[REQUIREMENT]:
For this exercise, return all the data exactly as it stands.

[INPUT]:
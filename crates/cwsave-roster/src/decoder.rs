//! Decoding character records out of a blob store.
//!
//! A record is stored under its decimal ordinal (`"0"`, `"1"`, ...). The
//! [`LayoutDecoder`] reads the fixed little-endian header at its start:
//!
//! ```text
//! [4 bytes: class id (u32 LE)]
//! [4 bytes: specialization (u32 LE)]
//! [4 bytes: level (u32 LE)]
//! [16 bytes: name, UTF-8, NUL-padded]
//! ```
//!
//! Anything after the header (equipment, skills, the rest of the entity) is
//! left to other tools and ignored here.

use cwsave_store::BlobStore;
use cwsave_types::{record_key, CharacterClass, CharacterRecord, NAME_FIELD_LEN};

use crate::error::{DecodeError, DecodeResult};

/// Length of the fixed record header.
pub const RECORD_HEADER_LEN: usize = 12 + NAME_FIELD_LEN;

const CLASS_OFFSET: usize = 0;
const SPECIALIZATION_OFFSET: usize = 4;
const LEVEL_OFFSET: usize = 8;
const NAME_OFFSET: usize = 12;

/// Produces the character at a given ordinal from an open store.
pub trait RecordDecoder {
    /// Decode the record at `index`.
    ///
    /// The returned record must carry `index` as its ordinal.
    fn decode(&self, index: usize, store: &dyn BlobStore) -> DecodeResult<CharacterRecord>;
}

impl<F> RecordDecoder for F
where
    F: Fn(usize, &dyn BlobStore) -> DecodeResult<CharacterRecord>,
{
    fn decode(&self, index: usize, store: &dyn BlobStore) -> DecodeResult<CharacterRecord> {
        self(index, store)
    }
}

/// Decoder for the fixed record header.
#[derive(Clone, Copy, Debug, Default)]
pub struct LayoutDecoder;

impl LayoutDecoder {
    /// Decode a record from its raw blob.
    pub fn decode_bytes(index: usize, data: &[u8]) -> DecodeResult<CharacterRecord> {
        if data.len() < RECORD_HEADER_LEN {
            return Err(DecodeError::Truncated {
                len: data.len(),
                need: RECORD_HEADER_LEN,
            });
        }

        let class = CharacterClass::from_id(read_u32(data, CLASS_OFFSET))?;
        let specialization = read_u32(data, SPECIALIZATION_OFFSET);
        let level = read_u32(data, LEVEL_OFFSET);

        let field = &data[NAME_OFFSET..NAME_OFFSET + NAME_FIELD_LEN];
        let end = field.iter().position(|&b| b == 0).unwrap_or(field.len());
        let name = std::str::from_utf8(&field[..end])
            .map_err(|_| DecodeError::InvalidName)?
            .to_string();

        Ok(CharacterRecord {
            index,
            name,
            class,
            specialization,
            level,
        })
    }

    /// Encode the header of `record`.
    ///
    /// Names longer than the 16-byte field are cut at the last character
    /// boundary that fits.
    pub fn encode(record: &CharacterRecord) -> Vec<u8> {
        let mut buf = Vec::with_capacity(RECORD_HEADER_LEN);
        buf.extend_from_slice(&record.class.id().to_le_bytes());
        buf.extend_from_slice(&record.specialization.to_le_bytes());
        buf.extend_from_slice(&record.level.to_le_bytes());

        let mut end = record.name.len().min(NAME_FIELD_LEN);
        while !record.name.is_char_boundary(end) {
            end -= 1;
        }
        let mut name = [0u8; NAME_FIELD_LEN];
        name[..end].copy_from_slice(&record.name.as_bytes()[..end]);
        buf.extend_from_slice(&name);
        buf
    }
}

impl RecordDecoder for LayoutDecoder {
    fn decode(&self, index: usize, store: &dyn BlobStore) -> DecodeResult<CharacterRecord> {
        let data = store.read_blob(&record_key(index))?;
        Self::decode_bytes(index, &data)
    }
}

/// Read a little-endian u32. The caller has checked the bounds.
fn read_u32(data: &[u8], offset: usize) -> u32 {
    let mut buf = [0u8; 4];
    buf.copy_from_slice(&data[offset..offset + 4]);
    u32::from_le_bytes(buf)
}

#[cfg(test)]
mod tests {
    use super::*;
    use cwsave_store::InMemoryBlobStore;
    use cwsave_types::TypeError;

    fn record(index: usize, name: &str) -> CharacterRecord {
        CharacterRecord {
            index,
            name: name.into(),
            class: CharacterClass::Mage,
            specialization: 2,
            level: 31,
        }
    }

    #[test]
    fn header_layout() {
        let bytes = LayoutDecoder::encode(&record(0, "Ayla"));
        assert_eq!(bytes.len(), RECORD_HEADER_LEN);
        assert_eq!(&bytes[0..4], &3u32.to_le_bytes());
        assert_eq!(&bytes[4..8], &2u32.to_le_bytes());
        assert_eq!(&bytes[8..12], &31u32.to_le_bytes());
        assert_eq!(&bytes[12..16], b"Ayla");
        assert!(bytes[16..].iter().all(|&b| b == 0));
    }

    #[test]
    fn decode_reads_header_and_ignores_trailer() {
        let mut bytes = LayoutDecoder::encode(&record(0, "Ayla"));
        bytes.extend_from_slice(&[0xAB; 64]);
        let decoded = LayoutDecoder::decode_bytes(4, &bytes).unwrap();
        assert_eq!(decoded, record(4, "Ayla"));
    }

    #[test]
    fn full_width_name_has_no_terminator() {
        let name = "Sixteen_chars_ok";
        assert_eq!(name.len(), NAME_FIELD_LEN);
        let bytes = LayoutDecoder::encode(&record(0, name));
        assert_eq!(LayoutDecoder::decode_bytes(0, &bytes).unwrap().name, name);
    }

    #[test]
    fn long_names_are_cut_on_char_boundary() {
        // 15 ASCII bytes followed by a two-byte character.
        let name = "abcdefghijklmnoé";
        let bytes = LayoutDecoder::encode(&record(0, name));
        assert_eq!(
            LayoutDecoder::decode_bytes(0, &bytes).unwrap().name,
            "abcdefghijklmno"
        );
    }

    #[test]
    fn truncated_record() {
        let err = LayoutDecoder::decode_bytes(0, &[1, 0, 0, 0]).unwrap_err();
        assert!(matches!(
            err,
            DecodeError::Truncated { len: 4, need } if need == RECORD_HEADER_LEN
        ));
    }

    #[test]
    fn unknown_class() {
        let mut bytes = LayoutDecoder::encode(&record(0, "Ayla"));
        bytes[0..4].copy_from_slice(&9u32.to_le_bytes());
        let err = LayoutDecoder::decode_bytes(0, &bytes).unwrap_err();
        assert!(matches!(err, DecodeError::Class(TypeError::UnknownClass(9))));
    }

    #[test]
    fn invalid_utf8_name() {
        let mut bytes = LayoutDecoder::encode(&record(0, "Ayla"));
        bytes[NAME_OFFSET] = 0xFF;
        let err = LayoutDecoder::decode_bytes(0, &bytes).unwrap_err();
        assert!(matches!(err, DecodeError::InvalidName));
    }

    #[test]
    fn decode_from_store_uses_ordinal_key() {
        let store = InMemoryBlobStore::new();
        store.insert("2", LayoutDecoder::encode(&record(2, "Brann")));

        let decoded = LayoutDecoder.decode(2, &store).unwrap();
        assert_eq!(decoded.name, "Brann");
        assert_eq!(decoded.index, 2);

        let err = LayoutDecoder.decode(0, &store).unwrap_err();
        assert!(matches!(err, DecodeError::Missing { ref key } if key == "0"));
    }

    #[test]
    fn closures_are_decoders() {
        let decoder = |index: usize, _store: &dyn BlobStore| -> DecodeResult<CharacterRecord> {
            Ok(record(index, "Stub"))
        };
        let store = InMemoryBlobStore::new();
        assert_eq!(decoder.decode(7, &store).unwrap().index, 7);
    }
}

[EXERCISE RESULT]:
filename crates/cwsave-roster/src/decoder.rs
//! Decoding character records out of a blob store.
//!
//! A record is stored under its decimal ordinal (`"0"`, `"1"`, ...). The
//! [`LayoutDecoder`] reads the fixed little-endian header at its start:
//!
//! ```text
//! [4 bytes: class id (u32 LE)]
//! [4 bytes: specialization (u32 LE)]
//! [4 bytes: level (u32 LE)]
//! [16 bytes: name, UTF-8, NUL-padded]
//! ```
//!
//! Anything after the header (equipment, skills, the rest of the entity) is
//! left to other tools and ignored here.

use cwsave_store::BlobStore;
use cwsave_types::{record_key, CharacterClass, CharacterRecord, NAME_FIELD_LEN};

use crate::error::{DecodeError, DecodeResult};

/// Length of the fixed record header.
pub const RECORD_HEADER_LEN: usize = 12 + NAME_FIELD_LEN;

const CLASS_OFFSET: usize = 0;
const SPECIALIZATION_OFFSET: usize = 4;
const LEVEL_OFFSET: usize = 8;
const NAME_OFFSET: usize = 12;

/// Produces the character at a given ordinal from an open store.
pub trait RecordDecoder {
    /// Decode the record at `index`.
    ///
    /// The returned record must carry `index` as its ordinal.
    fn decode(&self, index: usize, store: &dyn BlobStore) -> DecodeResult<CharacterRecord>;
}

impl<F> RecordDecoder for F
where
    F: Fn(usize, &dyn BlobStore) -> DecodeResult<CharacterRecord>,
{
    fn decode(&self, index: usize, store: &dyn BlobStore) -> DecodeResult<CharacterRecord> {
        self(index, store)
    }
}

/// Decoder for the fixed record header.
#[derive(Clone, Copy, Debug, Default)]
pub struct LayoutDecoder;

impl LayoutDecoder {
    /// Decode a record from its raw blob.
    pub fn decode_bytes(index: usize, data: &[u8]) -> DecodeResult<CharacterRecord> {
        if data.len() < RECORD_HEADER_LEN {
            return Err(DecodeError::Truncated {
                len: data.len(),
                need: RECORD_HEADER_LEN,
            });
        }

        let class = CharacterClass::from_id(read_u32(data, CLASS_OFFSET))?;
        let specialization = read_u32(data, SPECIALIZATION_OFFSET);
        let level = read_u32(data, LEVEL_OFFSET);

        let field = &data[NAME_OFFSET..NAME_OFFSET + NAME_FIELD_LEN];
        let end = field.iter().position(|&b| b == 0).unwrap_or(field.len());
        let name = std::str::from_utf8(&field[..end])
            .map_err(|_| DecodeError::InvalidName)?
            .to_string();

        Ok(CharacterRecord {
            index,
            name,
            class,
            specialization,
            level,
        })
    }

    /// Encode the header of `record`.
    ///
    /// Names longer than the 16-byte field are cut at the last character
    /// boundary that fits.
    pub fn encode(record: &CharacterRecord) -> Vec<u8> {
        let mut buf = Vec::with_capacity(RECORD_HEADER_LEN);
        buf.extend_from_slice(&record.class.id().to_le_bytes());
        buf.extend_from_slice(&record.specialization.to_le_bytes());
        buf.extend_from_slice(&record.level.to_le_bytes());

        let mut end = record.name.len().min(NAME_FIELD_LEN);
        while !record.name.is_char_boundary(end) {
            end -= 1;
        }
        let mut name = [0u8; NAME_FIELD_LEN];
        name[..end].copy_from_slice(&record.name.as_bytes()[..end]);
        buf.extend_from_slice(&name);
        buf
    }
}

impl RecordDecoder for LayoutDecoder {
    fn decode(&self, index: usize, store: &dyn BlobStore) -> DecodeResult<CharacterRecord> {
        let data = store.read_blob(&record_key(index))?;
        Self::decode_bytes(index, &data)
    }
}

/// Read a little-endian u32. The caller has checked the bounds.
fn read_u32(data: &[u8], offset: usize) -> u32 {
    let mut buf = [0u8; 4];
    buf.copy_from_slice(&data[offset..offset + 4]);
    u32::from_le_bytes(buf)
}

#[cfg(test)]
mod tests {
    use super::*;
    use cwsave_store::InMemoryBlobStore;
    use cwsave_types::TypeError;

    fn record(index: usize, name: &str) -> CharacterRecord {
        CharacterRecord {
            index,
            name: name.into(),
            class: CharacterClass::Mage,
            specialization: 2,
            level: 31,
        }
    }

    #[test]
    fn header_layout() {
        let bytes = LayoutDecoder::encode(&record(0, "Ayla"));
        assert_eq!(bytes.len(), RECORD_HEADER_LEN);
        assert_eq!(&bytes[0..4], &3u32.to_le_bytes());
        assert_eq!(&bytes[4..8], &2u32.to_le_bytes());
        assert_eq!(&bytes[8..12], &31u32.to_le_bytes());
        assert_eq!(&bytes[12..16], b"Ayla");
        assert!(bytes[16..].iter().all(|&b| b == 0));
    }

    #[test]
    fn decode_reads_header_and_ignores_trailer() {
        let mut bytes = LayoutDecoder::encode(&record(0, "Ayla"));
        bytes.extend_from_slice(&[0xAB; 64]);
        let decoded = LayoutDecoder::decode_bytes(4, &bytes).unwrap();
        assert_eq!(decoded, record(4, "Ayla"));
    }

    #[test]
    fn full_width_name_has_no_terminator() {
        let name = "Sixteen_chars_ok";
        assert_eq!(name.len(), NAME_FIELD_LEN);
        let bytes = LayoutDecoder::encode(&record(0, name));
        assert_eq!(LayoutDecoder::decode_bytes(0, &bytes).unwrap().name, name);
    }

    #[test]
    fn long_names_are_cut_on_char_boundary() {
        // 15 ASCII bytes followed by a two-byte character.
        let name = "abcdefghijklmnoé";
        let bytes = LayoutDecoder::encode(&record(0, name));
        assert_eq!(
            LayoutDecoder::decode_bytes(0, &bytes).unwrap().name,
            "abcdefghijklmno"
        );
    }

    #[test]
    fn truncated_record() {
        let err = LayoutDecoder::decode_bytes(0, &[1, 0, 0, 0]).unwrap_err();
        assert!(matches!(
            err,
            DecodeError::Truncated { len: 4, need } if need == RECORD_HEADER_LEN
        ));
    }

    #[test]
    fn unknown_class() {
        let mut bytes = LayoutDecoder::encode(&record(0, "Ayla"));
        bytes[0..4].copy_from_slice(&9u32.to_le_bytes());
        let err = LayoutDecoder::decode_bytes(0, &bytes).unwrap_err();
        assert!(matches!(err, DecodeError::Class(TypeError::UnknownClass(9))));
    }

    #[test]
    fn invalid_utf8_name() {
        let mut bytes = LayoutDecoder::encode(&record(0, "Ayla"));
        bytes[NAME_OFFSET] = 0xFF;
        let err = LayoutDecoder::decode_bytes(0, &bytes).unwrap_err();
        assert!(matches!(err, DecodeError::InvalidName));
    }

    #[test]
    fn decode_from_store_uses_ordinal_key() {
        let store = InMemoryBlobStore::new();
        store.insert("2", LayoutDecoder::encode(&record(2, "Brann")));

        let decoded = LayoutDecoder.decode(2, &store).unwrap();
        assert_eq!(decoded.name, "Brann");
        assert_eq!(decoded.index, 2);

        let err = LayoutDecoder.decode(0, &store).unwrap_err();
        assert!(matches!(err, DecodeError::Missing { ref key } if key == "0"));
    }

    #[test]
    fn closures_are_decoders() {
        let decoder = |index: usize, _store: &dyn BlobStore| -> DecodeResult<CharacterRecord> {
            Ok(record(index, "Stub"))
        };
        let store = InMemoryBlobStore::new();
        assert_eq!(decoder.decode(7, &store).unwrap().index, 7);
    }
}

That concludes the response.